Yet for two months after the election, OANN, Newsmax, and
others continued to pump out smoke about allegations of widespread fraud,
making it easier for Trump’s followers to believe there was an inferno.
Utilizing the Internet Archive, National Review reviewed the last two months of OANN’s
and Newsmax’s coverage leading up to the electoral vote count and the riot on
January 6. The review found that rarely did a day go by without the two outlets
publishing stories about alleged election fraud, often based on little more
than the questionable opinions of Trump sycophants like Rudy Giuliani, Sidney
Powell and L. Lin Wood, as well as D-and-E-list pro-Trump celebrities with
seemingly no expertise in voting security or presidential politics.
It’s hard to see what useful insights My Pillow’s Mike
Lindell could add to the conversation over election integrity, but both OANN
and Newsmax found his opinions newsworthy enough to base stories on. “Mike
Lindell to Newsmax TV: President Trump Will Prevail,” read a headline on
December 17. Newsmax also ran stories based solely on the political insights
of actor Scott Baio –
“Scott Baio to Newsmax TV: Hopes ‘Brave Judges’ Can Stop Election Theft” – and
even published a story in early December with the headline “Christian
Prophet Predicts Trump Will Win,” the kind of “journalism” more typically
associated with grocery store checkout lines.
The two networks gave credence to conspiracy theories,
including the baseless claim that Dominion voting machines changed Trump votes
to Biden, and published stories based on the work of known hucksters without
bothering to point out their histories of hucksterism.
Not everything the two networks published promoted the
election fraud narrative.

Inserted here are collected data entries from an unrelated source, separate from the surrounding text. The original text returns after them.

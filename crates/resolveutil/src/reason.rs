// moon: The build system and package manager for MoonBit.
// Copyright (C) 2024 International Digital Economy Academy
//
// This program is free software: you can redistribute it and/or modify
// it under the terms of the GNU Affero General Public License as published by
// the Free Software Foundation, either version 3 of the License, or
// (at your option) any later version.
//
// This program is distributed in the hope that it will be useful,
// but WITHOUT ANY WARRANTY; without even the implied warranty of
// MERCHANTABILITY or FITNESS FOR A PARTICULAR PURPOSE.  See the
// GNU Affero General Public License for more details.
//
// You should have received a copy of the GNU Affero General Public License
// along with this program.  If not, see <https://www.gnu.org/licenses/>.
//
// For inquiries, you can contact us via e-mail at jichuruanjian@idea.edu.cn.

//! Why a component ended up in a graph.

/// The kinds of causes a selection can have. The order of the variants is
/// part of the persisted format, see [`ComponentSelectionCause::ordinal`].
#[derive(Clone, Copy, Debug, PartialEq, Eq, Hash, PartialOrd, Ord)]
pub enum ComponentSelectionCause {
    Requested,
    Root,
    Forced,
    ConflictResolution,
    SelectedByRule,
    CompositeBuild,
    Constraint,
    Rejection,
    ByAncestor,
}

impl ComponentSelectionCause {
    const ALL: [ComponentSelectionCause; 9] = [
        ComponentSelectionCause::Requested,
        ComponentSelectionCause::Root,
        ComponentSelectionCause::Forced,
        ComponentSelectionCause::ConflictResolution,
        ComponentSelectionCause::SelectedByRule,
        ComponentSelectionCause::CompositeBuild,
        ComponentSelectionCause::Constraint,
        ComponentSelectionCause::Rejection,
        ComponentSelectionCause::ByAncestor,
    ];

    pub fn default_reason(self) -> &'static str {
        match self {
            ComponentSelectionCause::Requested => "requested",
            ComponentSelectionCause::Root => "root",
            ComponentSelectionCause::Forced => "forced",
            ComponentSelectionCause::ConflictResolution => "conflict resolution",
            ComponentSelectionCause::SelectedByRule => "selected by rule",
            ComponentSelectionCause::CompositeBuild => "composite build substitution",
            ComponentSelectionCause::Constraint => "constraint",
            ComponentSelectionCause::Rejection => "rejection",
            ComponentSelectionCause::ByAncestor => "by ancestor",
        }
    }

    pub fn ordinal(self) -> u8 {
        self as u8
    }

    pub fn from_ordinal(ordinal: u8) -> Option<Self> {
        Self::ALL.get(ordinal as usize).copied()
    }
}

/// One cause plus an optional custom description.
#[derive(Clone, Debug, PartialEq, Eq, Hash)]
pub struct SelectionDescriptor {
    pub cause: ComponentSelectionCause,
    pub custom_description: Option<String>,
}

impl SelectionDescriptor {
    pub fn of(cause: ComponentSelectionCause) -> Self {
        SelectionDescriptor {
            cause,
            custom_description: None,
        }
    }

    pub fn with_description(cause: ComponentSelectionCause, description: impl Into<String>) -> Self {
        SelectionDescriptor {
            cause,
            custom_description: Some(description.into()),
        }
    }

    pub fn description(&self) -> &str {
        self.custom_description
            .as_deref()
            .unwrap_or_else(|| self.cause.default_reason())
    }
}

impl std::fmt::Display for SelectionDescriptor {
    fn fmt(&self, f: &mut std::fmt::Formatter<'_>) -> std::fmt::Result {
        f.write_str(self.description())
    }
}

/// The ordered list of causes that led to a selection. Duplicate descriptors
/// are dropped on insertion.
#[derive(Clone, Debug, Default, PartialEq, Eq, Hash)]
pub struct SelectionReason {
    descriptions: Vec<SelectionDescriptor>,
}

impl SelectionReason {
    pub fn of(descriptors: impl IntoIterator<Item = SelectionDescriptor>) -> Self {
        let mut reason = SelectionReason::default();
        for d in descriptors {
            reason.add(d);
        }
        reason
    }

    pub fn root() -> Self {
        Self::of([SelectionDescriptor::of(ComponentSelectionCause::Root)])
    }

    pub fn requested() -> Self {
        Self::of([SelectionDescriptor::of(ComponentSelectionCause::Requested)])
    }

    pub fn conflict_resolution() -> Self {
        Self::of([SelectionDescriptor::of(
            ComponentSelectionCause::ConflictResolution,
        )])
    }

    /// The reason attached to failures synthesized from dependency lock
    /// validation.
    pub fn dependency_locking() -> Self {
        Self::of([SelectionDescriptor::with_description(
            ComponentSelectionCause::Constraint,
            "Dependency locking",
        )])
    }

    pub fn add(&mut self, descriptor: SelectionDescriptor) -> &mut Self {
        if !self.descriptions.contains(&descriptor) {
            self.descriptions.push(descriptor);
        }
        self
    }

    pub fn descriptions(&self) -> &[SelectionDescriptor] {
        &self.descriptions
    }

    pub fn has_cause(&self, cause: ComponentSelectionCause) -> bool {
        self.descriptions.iter().any(|d| d.cause == cause)
    }

    pub fn is_conflict_resolution(&self) -> bool {
        self.has_cause(ComponentSelectionCause::ConflictResolution)
    }

    pub fn is_constrained(&self) -> bool {
        self.has_cause(ComponentSelectionCause::Constraint)
    }
}

impl std::fmt::Display for SelectionReason {
    fn fmt(&self, f: &mut std::fmt::Formatter<'_>) -> std::fmt::Result {
        if self.descriptions.is_empty() {
            return f.write_str("unknown");
        }
        for (i, d) in self.descriptions.iter().enumerate() {
            if i > 0 {
                f.write_str(", ")?;
            }
            write!(f, "{d}")?;
        }
        Ok(())
    }
}

#[cfg(test)]
mod test {
    use super::*;

    #[test]
    fn ordinals_round_trip() {
        for cause in ComponentSelectionCause::ALL {
            assert_eq!(
                ComponentSelectionCause::from_ordinal(cause.ordinal()),
                Some(cause)
            );
        }
        assert_eq!(ComponentSelectionCause::from_ordinal(42), None);
    }

    #[test]
    fn descriptors_are_deduplicated() {
        let mut reason = SelectionReason::requested();
        reason
            .add(SelectionDescriptor::of(ComponentSelectionCause::Requested))
            .add(SelectionDescriptor::of(
                ComponentSelectionCause::ConflictResolution,
            ));
        assert_eq!(reason.to_string(), "requested, conflict resolution");
        assert!(reason.is_conflict_resolution());
        assert_eq!(
            SelectionReason::dependency_locking().to_string(),
            "Dependency locking"
        );
        assert!(SelectionReason::dependency_locking().is_constrained());
    }
}
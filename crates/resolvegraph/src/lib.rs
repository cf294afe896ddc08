// moon: The build system and package manager for MoonBit.
// Copyright (C) 2024 International Digital Economy Academy
//
// This program is free software: you can redistribute it and/or modify
// it under the terms of the GNU Affero General Public License as published by
// the Free Software Foundation, either version 3 of the License, or
// (at your option) any later version.
//
// This program is distributed in the hope that it will be useful,
// but WITHOUT ANY WARRANTY; without even the implied warranty of
// MERCHANTABILITY or FITNESS FOR A PARTICULAR PURPOSE.  See the
// GNU Affero General Public License for more details.
//
// You should have received a copy of the GNU Affero General Public License
// along with this program.  If not, see <https://www.gnu.org/licenses/>.
//
// For inquiries, you can contact us via e-mail at jichuruanjian@idea.edu.cn.

//! Dependency graph resolution.
//!
//! [`resolver::GraphWalker`] resolves a [`resolver::RootComponent`] against
//! a [`repository::RepositoryList`] into a [`result::ResolutionResult`],
//! built through [`builder::ResolutionResultGraphBuilder`]. Failures to
//! resolve single modules are kept on the graph edges. Results can be
//! persisted with the binary [`serializer`]s.

pub mod builder;
pub mod codec;
pub mod failure;
pub mod lock;
pub mod repository;
pub mod resolver;
pub mod result;
pub mod search;
pub mod serializer;
pub mod vcs;
#[cfg(test)]
mod test {
    use resolveutil::config::LockMode;
    use test_log::test;

    use super::*;
    use crate::{
        failure::ResolveFailureKind,
        lock::DependencyLockState,
        repository::{
            RepositoryList, VariantMetadata,
            mock::{MockRepository, create_mock_component},
        },
        resolver::resolve_with_default_env,
        result::DependencyResult,
    };

    fn root() -> RootComponent {
        RootComponent::new(
            ModuleVersionIdentifier::new("org.example", "app", "1.0"),
            ComponentIdentifier::project(":", ":"),
            AttributeSet::empty().with("usage", "runtime"),
        )
    }

    fn resolve(repo: MockRepository, root: &RootComponent) -> ResolutionResult {
        let repos = RepositoryList::new().with_repository(Box::new(repo));
        resolve_with_default_env(&repos, &mut GraphWalker, root).unwrap()
    }

    fn describe(result: &ResolutionResult) -> String {
        let mut out = String::new();
        for index in result.reachable_components() {
            let component = result.component(index);
            out.push_str(&format!(
                "{} ({})\n",
                component.id(),
                component.selection_reason()
            ));
            for dep in result.dependencies_of(index) {
                let target = match dep.selected() {
                    Some(selected) => result.component(selected).id().to_string(),
                    None => "FAILED".to_string(),
                };
                out.push_str(&format!("  {} -> {}\n", dep.requested(), target));
            }
        }
        out
    }

    fn constraint_on(module: &str, version: VersionConstraint) -> DependencyMetadata {
        DependencyMetadata {
            module: module.parse().unwrap(),
            version,
            constraint: true,
            attributes: AttributeSet::empty(),
            capabilities: vec![],
        }
    }

    fn failures(result: &ResolutionResult) -> Vec<&DependencyResult> {
        result.unresolved_dependencies().collect()
    }

    #[test]
    fn highest_version_wins_conflicts() {
        let mut repo = MockRepository::new("repo");
        repo.add_module_full("org.example:a", "1.0", [("org.example:c", "1.0")])
            .add_module_full("org.example:b", "1.0", [("org.example:c", "1.1")])
            .add_module_full("org.example:c", "1.0", [])
            .add_module_full("org.example:c", "1.1", []);
        let root = root()
            .depends_on("org.example:a", "1.0")
            .unwrap()
            .depends_on("org.example:b", "1.0")
            .unwrap();
        let result = resolve(repo, &root);
        expect_test::expect![[r#"
            project : (root)
              org.example:a:1.0 -> org.example:a:1.0
              org.example:b:1.0 -> org.example:b:1.0
            org.example:a:1.0 (requested)
              org.example:c:1.0 -> org.example:c:1.1
            org.example:b:1.0 (requested)
              org.example:c:1.1 -> org.example:c:1.1
            org.example:c:1.1 (requested, between versions 1.1 and 1.0)
        "#]]
        .assert_eq(&describe(&result));
        assert_eq!(result.components().count(), 4);
        let c = result
            .components()
            .find(|(_, c)| c.module_version().name() == "c")
            .map(|(i, _)| i)
            .unwrap();
        assert_eq!(result.dependents_of(c).count(), 2);
        assert_eq!(result.component(c).repository_name(), Some("repo"));
    }

    #[test]
    fn cycles_are_walked_once() {
        let mut repo = MockRepository::new("repo");
        repo.add_module_full("org.example:a", "1.0", [("org.example:b", "1.0")])
            .add_module_full("org.example:b", "1.0", [("org.example:a", "1.0")]);
        let root = root().depends_on("org.example:a", "1.0").unwrap();
        let result = resolve(repo, &root);
        assert_eq!(result.components().count(), 3);
        assert_eq!(result.all_dependencies().count(), 3);
        assert!(petgraph::algo::is_cyclic_directed(&result.graph()));
    }

    #[test]
    fn missing_module_is_a_failed_edge() {
        let mut repo = MockRepository::new("repo");
        repo.add_module_full("org.example:a", "1.0", [("org.example:missing", "2.0")]);
        let root = root().depends_on("org.example:a", "1.0").unwrap();
        let result = resolve(repo, &root);

        let failed = failures(&result);
        assert_eq!(failed.len(), 1);
        let failure = failed[0].failure().unwrap();
        assert_eq!(
            failure.selector(),
            &ComponentSelector::module("org.example", "missing", "2.0")
        );
        assert!(matches!(failure.kind(), ResolveFailureKind::NotFound { .. }));
        assert_eq!(
            failure.incoming_paths(),
            &[vec![
                ComponentIdentifier::project(":", ":"),
                ComponentIdentifier::module("org.example", "a", "1.0"),
            ]]
        );
    }

    #[test]
    fn strict_constraint_violated_by_conflict_resolution() {
        let mut repo = MockRepository::new("repo");
        repo.add_module_full("org.example:a", "1.0", [("org.example:c", "1.1")])
            .add_module_full("org.example:c", "1.0", [])
            .add_module_full("org.example:c", "1.1", []);
        let root = root()
            .depends_on("org.example:a", "1.0")
            .unwrap()
            .with_dependency(DependencyMetadata {
                module: "org.example:c".parse().unwrap(),
                version: VersionConstraint::strictly("1.0"),
                constraint: false,
                attributes: AttributeSet::empty(),
                capabilities: vec![],
            });
        let result = resolve(repo, &root);

        let failed = failures(&result);
        assert_eq!(failed.len(), 1);
        assert_eq!(failed[0].from(), result.root_index());
        expect_test::expect![[r#"Cannot find a version of 'org.example:c' that satisfies the version constraints {strictly 1.0}: '1.1' was selected"#]]
            .assert_eq(&failed[0].failure().unwrap().message());
    }

    #[test]
    fn rejected_version_fails_the_edge() {
        let mut repo = MockRepository::new("repo");
        repo.add_module_full("org.example:a", "1.0", [("org.example:c", "1.1")])
            .add_module_full("org.example:c", "1.1", []);
        let root = root().depends_on("org.example:a", "1.0").unwrap().with_dependency(
            constraint_on(
                "org.example:c",
                VersionConstraint {
                    rejected: vec!["1.1".into()],
                    ..Default::default()
                },
            ),
        );
        let result = resolve(repo, &root);
        let failed = failures(&result);
        assert_eq!(failed.len(), 1);
        assert!(failed[0].is_constraint());
    }

    #[test]
    fn constraints_only_apply_to_modules_in_the_graph() {
        let mut repo = MockRepository::new("repo");
        repo.add_module_full("org.example:a", "1.0", [])
            .add_module_full("org.example:absent", "1.0", []);
        let root = root()
            .depends_on("org.example:a", "1.0")
            .unwrap()
            .with_dependency(constraint_on(
                "org.example:a",
                VersionConstraint::required("1.0"),
            ))
            .with_dependency(constraint_on(
                "org.example:absent",
                VersionConstraint::required("1.0"),
            ));
        let result = resolve(repo, &root);

        assert_eq!(result.components().count(), 2);
        let deps = result.dependencies_of(result.root_index()).collect::<Vec<_>>();
        assert_eq!(deps.len(), 2);
        assert!(!deps[0].is_constraint());
        assert!(deps[1].is_constraint());
        assert_eq!(deps[0].selected(), deps[1].selected());
        let a = result.component(deps[0].selected().unwrap());
        assert!(a.selection_reason().is_constrained());
    }

    #[test]
    fn constraint_on_absent_module_does_not_upgrade() {
        let mut repo = MockRepository::new("repo");
        repo.add_module_full("org.example:a", "1.0", [("org.example:c", "1.0")])
            .add_module_full("org.example:absent", "1.0", [("org.example:c", "2.0")])
            .add_module_full("org.example:c", "1.0", [])
            .add_module_full("org.example:c", "2.0", []);
        let root = root()
            .depends_on("org.example:a", "1.0")
            .unwrap()
            .with_dependency(constraint_on(
                "org.example:absent",
                VersionConstraint::required("1.0"),
            ));
        let result = resolve(repo, &root);

        expect_test::expect![[r#"
            project : (root)
              org.example:a:1.0 -> org.example:a:1.0
            org.example:a:1.0 (requested)
              org.example:c:1.0 -> org.example:c:1.0
            org.example:c:1.0 (requested)
        "#]]
        .assert_eq(&describe(&result));
    }

    #[test]
    fn constraint_applies_once_its_module_is_reached() {
        let mut repo = MockRepository::new("repo");
        repo.add_module_full("org.example:a", "1.0", [("org.example:b", "1.0")])
            .add_module_full("org.example:b", "1.0", [])
            .add_module_full("org.example:b", "1.1", []);
        let root = root()
            .with_dependency(constraint_on(
                "org.example:b",
                VersionConstraint::required("1.1"),
            ))
            .depends_on("org.example:a", "1.0")
            .unwrap();
        let result = resolve(repo, &root);

        let (_, b) = result
            .components()
            .find(|(_, c)| c.module_version().name() == "b")
            .unwrap();
        assert_eq!(b.module_version().version, "1.1");
        assert!(b.selection_reason().is_constrained());
    }

    #[test]
    fn variant_selection_failure_is_reported_on_the_edge() {
        let mut repo = MockRepository::new("repo");
        let mut docs = create_mock_component("org.example:docs", "1.0", []);
        docs.variants[0].name = "javadoc".into();
        docs.variants[0].attributes = AttributeSet::empty().with("usage", "javadoc");
        repo.add_component(docs);
        let root = root().depends_on("org.example:docs", "1.0").unwrap();
        let result = resolve(repo, &root);

        let failed = failures(&result);
        assert_eq!(failed.len(), 1);
        assert!(matches!(
            failed[0].failure().unwrap().kind(),
            ResolveFailureKind::RejectedByAttributes { .. }
        ));
    }

    #[test]
    fn available_at_links_external_variants() {
        let mut repo = MockRepository::new("repo");
        let mut kmp = create_mock_component("org.example:kmp", "1.0", []);
        kmp.variants[0] = VariantMetadata {
            name: "jvmRuntime".into(),
            attributes: AttributeSet::empty().with("usage", "runtime"),
            capabilities: vec![],
            dependencies: vec![],
            available_at: Some(ModuleVersionIdentifier::new("org.example", "kmp-jvm", "1.0")),
        };
        repo.add_component(kmp)
            .add_module_full("org.example:kmp-jvm", "1.0", []);
        let root = root().depends_on("org.example:kmp", "1.0").unwrap();
        let result = resolve(repo, &root);

        expect_test::expect![[r#"
            project : (root)
              org.example:kmp:1.0 -> org.example:kmp:1.0
            org.example:kmp:1.0 (requested)
              org.example:kmp-jvm:1.0 -> org.example:kmp-jvm:1.0
            org.example:kmp-jvm:1.0 (requested)
        "#]]
        .assert_eq(&describe(&result));

        let (kmp, kmp_result) = result
            .components()
            .find(|(_, c)| c.module_version().name() == "kmp")
            .unwrap();
        let (jvm, jvm_result) = result
            .components()
            .find(|(_, c)| c.module_version().name() == "kmp-jvm")
            .unwrap();
        let variant = &kmp_result.selected_variants()[0];
        assert_eq!(
            variant.external_variant(),
            Some(&jvm_result.selected_variants()[0])
        );
        let edges = result.dependencies_for_variant(kmp, variant).unwrap();
        assert_eq!(edges.len(), 1);
        assert_eq!(edges[0].selected(), Some(jvm));
    }

    #[test]
    fn lock_state_mismatches_become_root_failures() {
        let mut repo = MockRepository::new("repo");
        repo.add_module_full("org.example:a", "1.0", []);
        let repos = RepositoryList::new().with_repository(Box::new(repo));
        let state = DependencyLockState::parse("org.example:a:0.9\norg.example:gone:1.0\n").unwrap();
        let root = root().depends_on("org.example:a", "1.0").unwrap();

        let mut env = ResolverEnv::new(&repos).with_lock_state(&state, LockMode::Strict);
        let result = GraphWalker.resolve(&mut env, &root).unwrap();
        assert!(!env.any_errors());

        let failed = failures(&result);
        assert_eq!(failed.len(), 2);
        for dep in &failed {
            assert_eq!(dep.from(), result.root_index());
            assert_eq!(
                dep.failure().unwrap().message(),
                crate::builder::LOCK_STATE_OUT_OF_DATE
            );
        }

        let mut env = ResolverEnv::new(&repos).with_lock_state(&state, LockMode::Lenient);
        let result = GraphWalker.resolve(&mut env, &root).unwrap();
        assert_eq!(failures(&result).len(), 0);
    }

    #[test]
    fn conflict_description_lists_every_version() {
        assert_eq!(
            describe_conflict(vec!["1.0", "1.2", "1.1"]),
            "between versions 1.2, 1.1 and 1.0"
        );
        assert_eq!(describe_conflict(vec!["1.0"]), "between versions 1.0");
    }
}
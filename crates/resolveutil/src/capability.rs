// moon: The build system and package manager for MoonBit.
// Copyright (C) 2024 International Digital Economy Academy
//
// This program is free software: you can redistribute it and/or modify
// it under the terms of the GNU Affero General Public License as published by
// the Free Software Foundation, either version 3 of the License, or
// (at your option) any later version.
//
// This program is distributed in the hope that it will be useful,
// but WITHOUT ANY WARRANTY; without even the implied warranty of
// MERCHANTABILITY or FITNESS FOR A PARTICULAR PURPOSE.  See the
// GNU Affero General Public License for more details.
//
// You should have received a copy of the GNU Affero General Public License
// along with this program.  If not, see <https://www.gnu.org/licenses/>.
//
// For inquiries, you can contact us via e-mail at jichuruanjian@idea.edu.cn.

use serde::{Deserialize, Serialize};

use crate::identifier::{ModuleIdentifier, ModuleVersionIdentifier};

/// Something a variant provides. Two variants providing the same capability
/// cannot coexist in one graph.
#[derive(Clone, Debug, PartialEq, Eq, Hash, PartialOrd, Ord, Serialize, Deserialize)]
pub struct Capability {
    pub group: String,
    pub name: String,
    #[serde(default, skip_serializing_if = "Option::is_none")]
    pub version: Option<String>,
}

impl Capability {
    pub fn new(group: impl Into<String>, name: impl Into<String>, version: Option<String>) -> Self {
        Capability {
            group: group.into(),
            name: name.into(),
            version,
        }
    }

    /// The capability every module provides unless its variants declare otherwise.
    pub fn implicit(id: &ModuleVersionIdentifier) -> Self {
        Capability::new(id.group(), id.name(), Some(id.version.clone()))
    }

    /// Whether this capability has the same `group:name` as the module.
    pub fn is_for(&self, module: &ModuleIdentifier) -> bool {
        self.group == module.group && self.name == module.name
    }

    /// Compares only the `group:name` part.
    pub fn same_as(&self, other: &Capability) -> bool {
        self.group == other.group && self.name == other.name
    }
}

impl std::fmt::Display for Capability {
    fn fmt(&self, f: &mut std::fmt::Formatter<'_>) -> std::fmt::Result {
        match &self.version {
            Some(v) => write!(f, "{}:{}:{}", self.group, self.name, v),
            None => write!(f, "{}:{}", self.group, self.name),
        }
    }
}
/// Whether an error should stop the search through further repositories.
///
/// Critical errors are those whose root cause is a timed out or interrupted
/// read, or a server-side (5xx) HTTP status. Everything else is worth
/// retrying elsewhere.
pub fn is_critical_failure(error: &(dyn std::error::Error + 'static)) -> bool {
    let root = root_cause(error);
    if let Some(io) = root.downcast_ref::<std::io::Error>() {
        return matches!(
            io.kind(),
            std::io::ErrorKind::TimedOut | std::io::ErrorKind::Interrupted
        );
    }
    if let Some(transport) = root.downcast_ref::<TransportError>() {
        return match transport {
            TransportError::Timeout(_) => true,
            TransportError::HttpStatus { .. } => transport.is_server_error(),
        };
    }
    false
}

/// An opaque underlying cause, shared between copies of a failure.
#[derive(Clone)]
pub struct FailureCause(Arc<anyhow::Error>);

impl FailureCause {
    pub fn new(error: anyhow::Error) -> Self {
        FailureCause(Arc::new(error))
    }

    pub fn message(message: impl std::fmt::Display) -> Self {
        FailureCause::new(anyhow::anyhow!("{message}"))
    }

    pub fn error(&self) -> &anyhow::Error {
        &self.0
    }

    pub fn is_critical(&self) -> bool {
        is_critical_failure(self.as_std())
    }

    fn as_std(&self) -> &(dyn std::error::Error + 'static) {
        let error: &(dyn std::error::Error + Send + Sync + 'static) = (*self.0).as_ref();
        error
    }
}

impl std::fmt::Debug for FailureCause {
    fn fmt(&self, f: &mut std::fmt::Formatter<'_>) -> std::fmt::Result {
        write!(f, "{:#}", self.0)
    }
}

impl std::fmt::Display for FailureCause {
    fn fmt(&self, f: &mut std::fmt::Formatter<'_>) -> std::fmt::Result {
        write!(f, "{:#}", self.0)
    }
}

/// Causes compare by their rendered message chain.
impl PartialEq for FailureCause {
    fn eq(&self, other: &Self) -> bool {
        Arc::ptr_eq(&self.0, &other.0) || self.to_string() == other.to_string()
    }
}

impl Eq for FailureCause {}

/// How one requested attribute compared against what a candidate provides.
#[derive(Clone, Debug, PartialEq, Eq)]
pub struct AttributeMatch {
    pub name: String,
    pub requested: AttributeValue,
    pub provided: Option<AttributeValue>,
}

impl AttributeMatch {
    /// A missing attribute is compatible with any request.
    pub fn matches(&self) -> bool {
        self.provided
            .as_ref()
            .is_none_or(|provided| *provided == self.requested)
    }
}

impl std::fmt::Display for AttributeMatch {
    fn fmt(&self, f: &mut std::fmt::Formatter<'_>) -> std::fmt::Result {
        match &self.provided {
            None => write!(
                f,
                "Attribute '{}' was not provided. Requested '{}'",
                self.name, self.requested
            ),
            Some(provided) if self.matches() => write!(
                f,
                "Attribute '{}' matched. Requested '{}', was: '{}'",
                self.name, self.requested, provided
            ),
            Some(provided) => write!(
                f,
                "Attribute '{}' didn't match. Requested '{}', was: '{}'",
                self.name, self.requested, provided
            ),
        }
    }
}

They both regularly publish straight daily news
reports on a variety of national issues, and they do highlight some voices that
don’t toe the Trump line.
Newsmax ran stories about Chris Christie calling Trump’s
legal challenges “an absurdity,” and
about Jeb Bush, who tweeted in mid-December that “The election is over.” On
December 1, Newsmax published a story about Georgia elections official Gabriel
Sterling admonishing Trump and
the state’s two Republican senators over their claims that the election had
been mishandled.
But the voices promoting fraud were most prominent, and
appear to have been enticing to new viewers.
In fact, if there was one story that Newsmax found as
newsworthy as alleged election fraud, it was its own ratings.
Newsmax regularly used the breaking news bar at the top
of its website to tout its Nielsen ratings, and to take shots at Fox. “WOW!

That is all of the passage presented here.